The brief
Mr Pua's Q5 had an engine check light on, and he wanted a routine service done at the same time and some advice on the light. Two things in one visit: the service, and the scan to find what was behind the light. A service runs through the whole car, and the diagnostic scan that comes with it reads any stored faults. The light traced to an oxygen sensor, the sensor in the exhaust that measures the oxygen left in the gases so the engine computer can fine-tune the fuelling and keep the catalytic converter working right. When it ages and reads slow or wrong, the fuelling goes off, economy drops, and the management trips the light.
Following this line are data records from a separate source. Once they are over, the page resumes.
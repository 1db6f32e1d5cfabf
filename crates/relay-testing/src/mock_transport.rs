//! In-memory transport engine for unit testing.
//!
//! [`MockTransport`] implements [`SessionFactory`] and hands out sessions
//! that share one scripted state. Each send, validation and connect pops
//! the next scripted [`MockOutcome`] for that operation; an empty script
//! means success.
//!
//! ## Example
//!
//! ```rust,ignore
//! use relay_testing::{MockOutcome, MockTransport};
//!
//! let transport = MockTransport::builder()
//!     .with_send_outcome(MockOutcome::fail("NoValidRecipients"))
//!     .build();
//!
//! let factory = transport.factory();
//! ```

use std::collections::{HashMap, VecDeque};
use std::fmt;
use std::sync::Arc;
use std::sync::atomic::{AtomicBool, AtomicU64, AtomicUsize, Ordering};
use std::time::Duration;

use parking_lot::Mutex;
use relay_transport::{
    Payload, RawFailure, SendReceipt, SessionConfig, SessionFactory, TransportError,
    TransportSession,
};

/// Scripted result of one engine operation.
#[derive(Debug, Clone, PartialEq, Eq)]
pub enum MockOutcome {
    /// The operation succeeds.
    Deliver,
    /// The operation fails with the given engine failure code.
    Fail(String),
}

impl MockOutcome {
    /// Create a failure outcome.
    pub fn fail(code: impl Into<String>) -> Self {
        Self::Fail(code.into())
    }

    fn into_result(self) -> Result<(), RawFailure> {
        match self {
            Self::Deliver => Ok(()),
            Self::Fail(code) => Err(RawFailure::new(code, "scripted failure")),
        }
    }
}

#[derive(Default)]
struct MockState {
    send_script: Mutex<VecDeque<MockOutcome>>,
    validate_script: Mutex<VecDeque<MockOutcome>>,
    open_script: Mutex<VecDeque<MockOutcome>>,
    refuse_sessions: AtomicBool,
    send_delay: Mutex<Option<Duration>>,
    next_session_id: AtomicU64,
    sessions_created: AtomicU64,
    sessions_opened: AtomicU64,
    messages_delivered: AtomicU64,
    send_attempts: AtomicU64,
    close_calls: Mutex<HashMap<u64, u32>>,
    payloads: Mutex<Vec<Payload>>,
    in_flight: AtomicUsize,
    max_in_flight: AtomicUsize,
}

/// Builder for [`MockTransport`].
#[derive(Default)]
pub struct MockTransportBuilder {
    send_script: Vec<MockOutcome>,
    validate_script: Vec<MockOutcome>,
    open_script: Vec<MockOutcome>,
    refuse_sessions: bool,
    send_delay: Option<Duration>,
}

impl MockTransportBuilder {
    /// Create a new builder.
    pub fn new() -> Self {
        Self::default()
    }

    /// Queue the outcome of the next unscripted send.
    pub fn with_send_outcome(mut self, outcome: MockOutcome) -> Self {
        self.send_script.push(outcome);
        self
    }

    /// Queue several send outcomes in order.
    pub fn with_send_outcomes(mut self, outcomes: impl IntoIterator<Item = MockOutcome>) -> Self {
        self.send_script.extend(outcomes);
        self
    }

    /// Queue the outcome of the next validation round-trip.
    pub fn with_validate_outcome(mut self, outcome: MockOutcome) -> Self {
        self.validate_script.push(outcome);
        self
    }

    /// Queue the outcome of the next connect.
    pub fn with_open_outcome(mut self, outcome: MockOutcome) -> Self {
        self.open_script.push(outcome);
        self
    }

    /// Refuse every session creation until re-enabled.
    pub fn refuse_sessions(mut self, refuse: bool) -> Self {
        self.refuse_sessions = refuse;
        self
    }

    /// Delay every send by `delay`.
    pub fn with_send_delay(mut self, delay: Duration) -> Self {
        self.send_delay = Some(delay);
        self
    }

    /// Build the transport.
    pub fn build(self) -> MockTransport {
        let state = MockState {
            send_script: Mutex::new(self.send_script.into()),
            validate_script: Mutex::new(self.validate_script.into()),
            open_script: Mutex::new(self.open_script.into()),
            refuse_sessions: AtomicBool::new(self.refuse_sessions),
            send_delay: Mutex::new(self.send_delay),
            next_session_id: AtomicU64::new(1),
            ..MockState::default()
        };
        MockTransport {
            state: Arc::new(state),
        }
    }
}

/// In-memory transport engine.
///
/// Clones share the same script and counters, so a test keeps one handle
/// for assertions while the pool owns another.
#[derive(Clone)]
pub struct MockTransport {
    state: Arc<MockState>,
}

impl MockTransport {
    /// Create a new builder.
    pub fn builder() -> MockTransportBuilder {
        MockTransportBuilder::new()
    }

    /// Create a transport on which every operation succeeds.
    pub fn new() -> Self {
        Self::builder().build()
    }

    /// Get this transport as a shared factory for the pool.
    pub fn factory(&self) -> Arc<dyn SessionFactory> {
        Arc::new(self.clone())
    }

    /// Start or stop refusing session creation.
    pub fn set_refuse_sessions(&self, refuse: bool) {
        self.state.refuse_sessions.store(refuse, Ordering::SeqCst);
    }

    /// Change the per-send delay.
    pub fn set_send_delay(&self, delay: Option<Duration>) {
        *self.state.send_delay.lock() = delay;
    }

    /// Number of sessions the factory created.
    pub fn sessions_created(&self) -> u64 {
        self.state.sessions_created.load(Ordering::SeqCst)
    }

    /// Number of successful connects.
    pub fn sessions_opened(&self) -> u64 {
        self.state.sessions_opened.load(Ordering::SeqCst)
    }

    /// Number of sends that delivered.
    pub fn messages_delivered(&self) -> u64 {
        self.state.messages_delivered.load(Ordering::SeqCst)
    }

    /// Number of sends attempted, delivered or not.
    pub fn send_attempts(&self) -> u64 {
        self.state.send_attempts.load(Ordering::SeqCst)
    }

    /// Number of times the session with `session_id` was closed.
    pub fn close_calls(&self, session_id: u64) -> u32 {
        self.state
            .close_calls
            .lock()
            .get(&session_id)
            .copied()
            .unwrap_or(0)
    }

    /// Total number of closes across all sessions.
    pub fn total_closes(&self) -> u32 {
        self.state.close_calls.lock().values().sum()
    }

    /// Payloads delivered so far, in order.
    pub fn delivered_payloads(&self) -> Vec<Payload> {
        self.state.payloads.lock().clone()
    }

    /// Highest number of sends observed in flight at once.
    pub fn max_concurrent_sends(&self) -> usize {
        self.state.max_in_flight.load(Ordering::SeqCst)
    }
}

impl Default for MockTransport {
    fn default() -> Self {
        Self::new()
    }
}

impl fmt::Debug for MockTransport {
    fn fmt(&self, f: &mut fmt::Formatter<'_>) -> fmt::Result {
        f.debug_struct("MockTransport")
            .field("sessions_created", &self.sessions_created())
            .field("messages_delivered", &self.messages_delivered())
            .field("total_closes", &self.total_closes())
            .finish()
    }
}

impl SessionFactory for MockTransport {
    fn create_session(
        &self,
        config: &SessionConfig,
    ) -> Result<Box<dyn TransportSession>, TransportError> {
        if self.state.refuse_sessions.load(Ordering::SeqCst) {
            return Err(TransportError::from_failure(RawFailure::new(
                "ConnectFailed",
                format!("mock refused session to {}:{}", config.host, config.port),
            )));
        }

        let id = self.state.next_session_id.fetch_add(1, Ordering::SeqCst);
        self.state.sessions_created.fetch_add(1, Ordering::SeqCst);
        tracing::trace!(session_id = id, "mock session created");

        Ok(Box::new(MockSession {
            id,
            connected: false,
            state: Arc::clone(&self.state),
        }))
    }
}

/// Session handed out by [`MockTransport`].
struct MockSession {
    id: u64,
    connected: bool,
    state: Arc<MockState>,
}

struct InFlight<'a>(&'a MockState);

impl<'a> InFlight<'a> {
    fn enter(state: &'a MockState) -> Self {
        let now = state.in_flight.fetch_add(1, Ordering::SeqCst) + 1;
        state.max_in_flight.fetch_max(now, Ordering::SeqCst);
        Self(state)
    }
}

impl Drop for InFlight<'_> {
    fn drop(&mut self) {
        self.0.in_flight.fetch_sub(1, Ordering::SeqCst);
    }
}

#[async_trait::async_trait]
impl TransportSession for MockSession {
    async fn open_or_reuse(&mut self) -> Result<(), RawFailure> {
        if self.connected {
            return Ok(());
        }
        let outcome = self.state.open_script.lock().pop_front();
        outcome.unwrap_or(MockOutcome::Deliver).into_result()?;
        self.connected = true;
        self.state.sessions_opened.fetch_add(1, Ordering::SeqCst);
        Ok(())
    }

    async fn send_payload(&mut self, payload: &Payload) -> Result<SendReceipt, RawFailure> {
        if !self.connected {
            return Err(RawFailure::new("ConnectionLost", "session is not open"));
        }

        let _guard = InFlight::enter(&self.state);
        self.state.send_attempts.fetch_add(1, Ordering::SeqCst);

        let delay = *self.state.send_delay.lock();
        if let Some(delay) = delay {
            tokio::time::sleep(delay).await;
        }

        let outcome = self.state.send_script.lock().pop_front();
        outcome.unwrap_or(MockOutcome::Deliver).into_result()?;

        self.state.messages_delivered.fetch_add(1, Ordering::SeqCst);
        self.state.payloads.lock().push(payload.clone());
        Ok(SendReceipt {
            response: "250 2.0.0 OK queued".into(),
            accepted_recipients: payload.recipients.len(),
        })
    }

    async fn validate(&mut self) -> Result<(), RawFailure> {
        self.open_or_reuse().await?;
        let outcome = self.state.validate_script.lock().pop_front();
        outcome.unwrap_or(MockOutcome::Deliver).into_result()
    }

    async fn close_session(&mut self) {
        self.connected = false;
        *self.state.close_calls.lock().entry(self.id).or_insert(0) += 1;
        tracing::trace!(session_id = self.id, "mock session closed");
    }

    fn is_connected(&self) -> bool {
        self.connected
    }
}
A worn oxygen sensor doesn't recover, so it needs replacing, done with the service.
The diagnosis
The service scan pulled the fault to an oxygen sensor, reading slow and not to be trusted, which is exactly what would trip the light. The rest of the exhaust and the engine checked out, and the routine service items, oil, filters, fluids, were due alongside. So it was a routine service plus an oxygen sensor: the wear items refreshed, the fluids freshened, a fresh sensor, the code cleared.
The work
The engine oil and filter were changed, the air and cabin filters replaced, the fluids topped. The faulty oxygen sensor was removed and a new genuine Audi-spec sensor fitted, the fault code cleared, and the engine's fuelling adaptations reset so it could relearn against a sensor reading the real oxygen content. A full diagnostic scan confirmed no codes left. A road test confirmed a clean start, steady running, and the check engine light staying off.
The outcome
A clean bill of health on the Q5, fresh oil and filters, fluids topped, the check engine light gone, and the fuelling back to clean. The car went home serviced and sorted. The check light was a worn oxygen sensor, caught and changed during the service, so it left right in one visit.